Vestas
- Werner Sperber - Redakteur

Platow: Analysten zweifeln an Vestas Wind Systems; deshalb trotzdem kaufen

Die Platow Börse freut sich über den Kursanstieg von Vestas Wind Systems im allgemeinen Windkraft-Stimmungshoch. Mit der Ankündigung eines Aktienrückkaufprogramms sorgte der Vorstand im August für weiter steigende Kurse. Bis Jahresende sollen dafür bis zu 400 Millionen Euro ausgegeben werden. So erreichte die Notierung den höchsten Stand seit dem Jahr 2008. Die Zahlen für das zweite Quartal des laufenden Jahres verhalfen ebenfalls zu diesem Erfolg. Der Auftragsbestand belief sich auf 18,1 Milliarden Euro, wobei für 8,2 Milliarden Euro Windkraftturbinen bestellt worden sind und für 9,9 Milliarden Euro Dienstleistungen. Der Umsatz stieg im Jahresvergleich um 46 Prozent auf 2,6 Milliarden Euro. Das um Sondereffekte bereinige Ergebnis vor Zinsen und Steuern (EBIT) legte um 57 Prozent auf 399 Millionen Euro zu. Der Vorstand erhöhte die Ziele für das Gesamtjahr und rechnet nun mit Erlösen von mindestens 9,5 Milliarden Euro bei einer bereinigten EBIT-Marge von 12,5 Prozent.

 

Analysten zweifeln jedoch an weiteren Zuwächsen im nächsten Jahr.

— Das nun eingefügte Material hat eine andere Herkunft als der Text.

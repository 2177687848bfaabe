//! Client-side edit-sync controller.
//!
//! Owns the editor's in-memory buffer, the last-known-synced baseline,
//! and the autosave debounce. On every keystroke the buffer is updated
//! and the debounce timer re-armed; on timer fire or explicit save the
//! controller diffs baseline against buffer, hands the patch set to the
//! caller for transmission, and advances the baseline only once the save
//! is acknowledged.
//!
//! The controller is a plain state machine with no I/O and no hidden
//! timer registry: the debounce is an armed deadline the driver polls
//! (see [`crate::session`] for the async driver).

use std::time::{Duration, Instant};

use crate::patch::{compute_diff, PatchSet};

/// Default quiet period before an automatic save fires.
pub const AUTOSAVE_QUIET_PERIOD: Duration = Duration::from_millis(2000);

/// Sync state of an editing session.
#[derive(Debug, Clone, Copy, PartialEq, Eq)]
pub enum SyncState {
    /// Buffer matches the baseline; nothing scheduled
    Idle,
    /// Buffer has diverged; a debounced save is scheduled
    Dirty,
    /// A save request is in flight
    Saving,
    /// The last save attempt failed; unsaved changes are retained
    SaveFailed,
}

/// A save request handed to the transport.
///
/// `snapshot` is the exact buffer value the patches were computed from;
/// the baseline advances to it on acknowledgement, regardless of any
/// further typing during the round trip.
#[derive(Debug, Clone)]
pub struct SaveRequest {
    pub patches: PatchSet,
    pub snapshot: String,
}

/// Explicit debounce timer: arming resets the deadline, the driver
/// polls for expiry.
#[derive(Debug)]
struct DebounceTimer {
    quiet_period: Duration,
    deadline: Option<Instant>,
}

impl DebounceTimer {
    fn new(quiet_period: Duration) -> Self {
        Self {
            quiet_period,
            deadline: None,
        }
    }

    fn arm(&mut self, now: Instant) {
        self.deadline = Some(now + self.quiet_period);
    }

    fn disarm(&mut self) {
        self.deadline = None;
    }

    fn expired(&self, now: Instant) -> bool {
        self.deadline.map_or(false, |d| now >= d)
    }
}

/// Per-session edit-sync controller.
pub struct EditSync {
    buffer: String,
    baseline: String,
    state: SyncState,
    in_flight: Option<String>,
    timer: DebounceTimer,
}

impl EditSync {
    /// Start a session from the server-provided content. Baseline and
    /// buffer begin identical.
    pub fn new(initial_content: impl Into<String>) -> Self {
        Self::with_quiet_period(initial_content, AUTOSAVE_QUIET_PERIOD)
    }

    /// Start a session with a custom autosave quiet period.
    pub fn with_quiet_period(initial_content: impl Into<String>, quiet_period: Duration) -> Self {
        let content = initial_content.into();
        Self {
            buffer: content.clone(),
            baseline: content,
            state: SyncState::Idle,
            in_flight: None,
            timer: DebounceTimer::new(quiet_period),
        }
    }

    /// The live, possibly-unsaved text
    pub fn buffer(&self) -> &str {
        &self.buffer
    }

    /// The text believed to match the server's stored copy
    pub fn baseline(&self) -> &str {
        &self.baseline
    }

    pub fn state(&self) -> SyncState {
        self.state
    }

    /// True if the buffer holds changes the server has not confirmed
    pub fn has_unsaved_changes(&self) -> bool {
        self.buffer != self.baseline || self.in_flight.is_some()
    }

    /// When the armed debounce deadline expires, if any
    pub fn timer_deadline(&self) -> Option<Instant> {
        self.timer.deadline
    }

    /// Record a buffer mutation (keystroke) and re-arm the debounce.
    ///
    /// Accepted in every state; during an in-flight save the new text
    /// simply schedules a follow-up save.
    pub fn edit(&mut self, new_text: impl Into<String>, now: Instant) {
        self.buffer = new_text.into();
        match self.state {
            SyncState::Saving => {
                // Keystrokes keep landing while the request is out.
                self.timer.arm(now);
            }
            _ => {
                if self.buffer == self.baseline {
                    self.state = SyncState::Idle;
                    self.timer.disarm();
                } else {
                    self.state = SyncState::Dirty;
                    self.timer.arm(now);
                }
            }
        }
    }

    /// Fire the debounce if its deadline has passed.
    ///
    /// Returns the save request to transmit, or None if nothing is due.
    pub fn poll_timer(&mut self, now: Instant) -> Option<SaveRequest> {
        if !self.timer.expired(now) {
            return None;
        }
        self.timer.disarm();
        self.begin_save()
    }

    /// Explicit manual-save trigger (keyboard shortcut). Converges on
    /// the same transition as the autosave timer.
    pub fn save_now(&mut self) -> Option<SaveRequest> {
        self.timer.disarm();
        self.begin_save()
    }

    /// Dirty -> Saving, guarded: at most one save in flight, and a save
    /// of an unchanged buffer is skipped.
    fn begin_save(&mut self) -> Option<SaveRequest> {
        if self.state == SyncState::Saving {
            // Admission control: overlapping patches against the same
            // stale baseline are never issued.
            return None;
        }
        if self.buffer == self.baseline {
            self.state = SyncState::Idle;
            return None;
        }
        let patches = compute_diff(&self.baseline, &self.buffer);
        let snapshot = self.buffer.clone();
        self.in_flight = Some(snapshot.clone());
        self.state = SyncState::Saving;
        tracing::debug!(hunks = patches.len(), "save initiated");
        Some(SaveRequest { patches, snapshot })
    }

    /// Acknowledge the in-flight save. The baseline advances to the
    /// snapshot captured at initiation; if the buffer moved during the
    /// round trip the session goes Dirty and the timer is re-armed.
    pub fn save_succeeded(&mut self, now: Instant) {
        let Some(snapshot) = self.in_flight.take() else {
            return;
        };
        self.baseline = snapshot;
        if self.buffer == self.baseline {
            self.state = SyncState::Idle;
            self.timer.disarm();
        } else {
            self.state = SyncState::Dirty;
            self.timer.arm(now);
        }
    }

    /// Record a failed save. The baseline stays put so the next attempt
    /// re-diffs from a known-good point; the buffer keeps its changes.
    ///
    /// `permanent` marks failures a retry cannot fix (deleted note,
    /// revoked access): the timer stays disarmed and the session waits
    /// for a manual trigger or a re-baseline. Transient failures arm
    /// the timer so the retry flows through the normal debounce path.
    pub fn save_failed(&mut self, permanent: bool, now: Instant) {
        self.in_flight = None;
        self.state = SyncState::SaveFailed;
        if permanent {
            self.timer.disarm();
            tracing::warn!("save rejected permanently; unsaved changes retained");
        } else {
            self.timer.arm(now);
            tracing::warn!("save failed; unsaved changes retained");
        }
    }

    /// Replace the baseline with freshly fetched server truth.
    ///
    /// Recovery hook for repeated patch-apply failures: re-diffing
    /// against actual stored content gives the next save a chance. The
    /// buffer is left alone, so no local text is lost.
    pub fn rebaseline(&mut self, server_content: impl Into<String>, now: Instant) {
        if self.state == SyncState::Saving {
            // An in-flight save still refers to the old baseline.
            return;
        }
        self.baseline = server_content.into();
        if self.buffer == self.baseline {
            self.state = SyncState::Idle;
            self.timer.disarm();
        } else {
            self.state = SyncState::Dirty;
            self.timer.arm(now);
        }
    }
}

#[cfg(test)]
mod tests {
    use super::*;

    const QUIET: Duration = Duration::from_millis(2000);

    fn controller(content: &str) -> (EditSync, Instant) {
        (EditSync::with_quiet_period(content, QUIET), Instant::now())
    }

    #[test]
    fn test_starts_idle() {
        let (sync, _) = controller("Hello world");
        assert_eq!(sync.state(), SyncState::Idle);
        assert!(!sync.has_unsaved_changes());
        assert!(sync.timer_deadline().is_none());
    }

    #[test]
    fn test_edit_arms_timer_and_marks_dirty() {
        let (mut sync, t0) = controller("Hello world");
        sync.edit("Hello w", t0);
        assert_eq!(sync.state(), SyncState::Dirty);
        assert_eq!(sync.timer_deadline(), Some(t0 + QUIET));

        // A later keystroke pushes the deadline out.
        let t1 = t0 + Duration::from_millis(500);
        sync.edit("Hello wo", t1);
        assert_eq!(sync.timer_deadline(), Some(t1 + QUIET));
    }

    #[test]
    fn test_timer_does_not_fire_early() {
        let (mut sync, t0) = controller("Hello world");
        sync.edit("Hello brave world", t0);
        assert!(sync.poll_timer(t0 + Duration::from_millis(1999)).is_none());
        assert!(sync.poll_timer(t0 + QUIET).is_some());
    }

    #[test]
    fn test_single_in_flight_save() {
        let (mut sync, t0) = controller("Hello world");
        sync.edit("Hello brave world", t0);

        let req = sync.save_now();
        assert!(req.is_some());
        assert_eq!(sync.state(), SyncState::Saving);

        // Rapid-fire triggers while the save is pending are no-ops.
        assert!(sync.save_now().is_none());
        sync.edit("Hello brave world!", t0 + Duration::from_millis(10));
        assert!(sync.poll_timer(t0 + Duration::from_secs(10)).is_none());
        assert_eq!(sync.state(), SyncState::Saving);
    }

    #[test]
    fn test_baseline_advances_to_snapshot_not_current_buffer() {
        let (mut sync, t0) = controller("Hello world");
        sync.edit("Hello brave world", t0);
        let req = sync.save_now().unwrap();
        assert_eq!(req.snapshot, "Hello brave world");

        // User keeps typing during the round trip.
        sync.edit("Hello brave new world", t0 + Duration::from_millis(100));

        sync.save_succeeded(t0 + Duration::from_millis(200));
        assert_eq!(sync.baseline(), "Hello brave world");
        assert_eq!(sync.buffer(), "Hello brave new world");
        // Newer edits are rescheduled, not lost.
        assert_eq!(sync.state(), SyncState::Dirty);
        assert!(sync.timer_deadline().is_some());
    }

    #[test]
    fn test_success_with_unchanged_buffer_goes_idle() {
        let (mut sync, t0) = controller("Hello world");
        sync.edit("Hello brave world", t0);
        sync.save_now().unwrap();
        sync.save_succeeded(t0 + Duration::from_millis(200));
        assert_eq!(sync.state(), SyncState::Idle);
        assert!(!sync.has_unsaved_changes());
        assert_eq!(sync.baseline(), "Hello brave world");
    }

    #[test]
    fn test_failure_leaves_baseline_untouched() {
        let (mut sync, t0) = controller("Hello world");
        sync.edit("Hello brave world", t0);
        sync.save_now().unwrap();
        sync.save_failed(false, t0 + Duration::from_millis(200));

        assert_eq!(sync.state(), SyncState::SaveFailed);
        assert_eq!(sync.baseline(), "Hello world");
        assert_eq!(sync.buffer(), "Hello brave world");
        assert!(sync.has_unsaved_changes());

        // Retry goes through the normal trigger and re-diffs from the
        // pre-save baseline.
        let req = sync.save_now().unwrap();
        assert_eq!(req.snapshot, "Hello brave world");
        assert_eq!(sync.state(), SyncState::Saving);
    }

    #[test]
    fn test_permanent_failure_disarms_timer() {
        let (mut sync, t0) = controller("Hello world");
        sync.edit("Hello brave world", t0);
        sync.save_now().unwrap();
        sync.save_failed(true, t0 + Duration::from_millis(100));

        assert_eq!(sync.state(), SyncState::SaveFailed);
        assert_eq!(sync.buffer(), "Hello brave world");
        // No automatic retry: the timer stays disarmed however long the
        // session sits there.
        assert!(sync.timer_deadline().is_none());
        assert!(sync.poll_timer(t0 + Duration::from_secs(600)).is_none());

        // A manual trigger still retries.
        let req = sync.save_now().unwrap();
        assert_eq!(req.snapshot, "Hello brave world");
        assert_eq!(sync.state(), SyncState::Saving);
    }

    #[test]
    fn test_save_skipped_when_buffer_matches_baseline() {
        let (mut sync, t0) = controller("Hello world");
        assert!(sync.save_now().is_none());

        // Typing back to the original also counts as clean.
        sync.edit("Hello", t0);
        sync.edit("Hello world", t0 + Duration::from_millis(50));
        assert_eq!(sync.state(), SyncState::Idle);
        assert!(sync.save_now().is_none());
    }

    #[test]
    fn test_debounce_coalesces_burst() {
        let (mut sync, t0) = controller("abc");
        for (i, text) in ["abcd", "abcde", "abcdef"].iter().enumerate() {
            sync.edit(*text, t0 + Duration::from_millis(100 * i as u64));
        }
        // Quiet period counts from the last keystroke.
        let last = t0 + Duration::from_millis(200);
        assert!(sync.poll_timer(last + Duration::from_millis(1999)).is_none());
        let req = sync.poll_timer(last + QUIET).unwrap();
        assert_eq!(req.snapshot, "abcdef");
    }

    #[test]
    fn test_rebaseline_after_failure() {
        let (mut sync, t0) = controller("Hello world");
        sync.edit("Hello brave world", t0);
        sync.save_now().unwrap();
        sync.save_failed(false, t0 + Duration::from_millis(100));

        // Server truth drifted; re-baseline so the next diff applies.
        sync.rebaseline("Hello world!!", t0 + Duration::from_millis(200));
        assert_eq!(sync.baseline(), "Hello world!!");
        assert_eq!(sync.buffer(), "Hello brave world");
        assert_eq!(sync.state(), SyncState::Dirty);

        let req = sync.save_now().unwrap();
        assert_eq!(req.snapshot, "Hello brave world");
    }
}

Sie schätzen den Gewinn je Aktie für das nächste Jahr auf vier Euro; Die Platow Börse geht von 4,30 Euro aus. Das entspräche einem KGV von 17. Weil der Aufwärtstrend gültig ist, sollten Anleger eine Konsolidierung abwarten und bis zu Notierungen von 74 Euro einsteigen. Der Stoppkurs sollte bei 54 Euro gesetzt werden.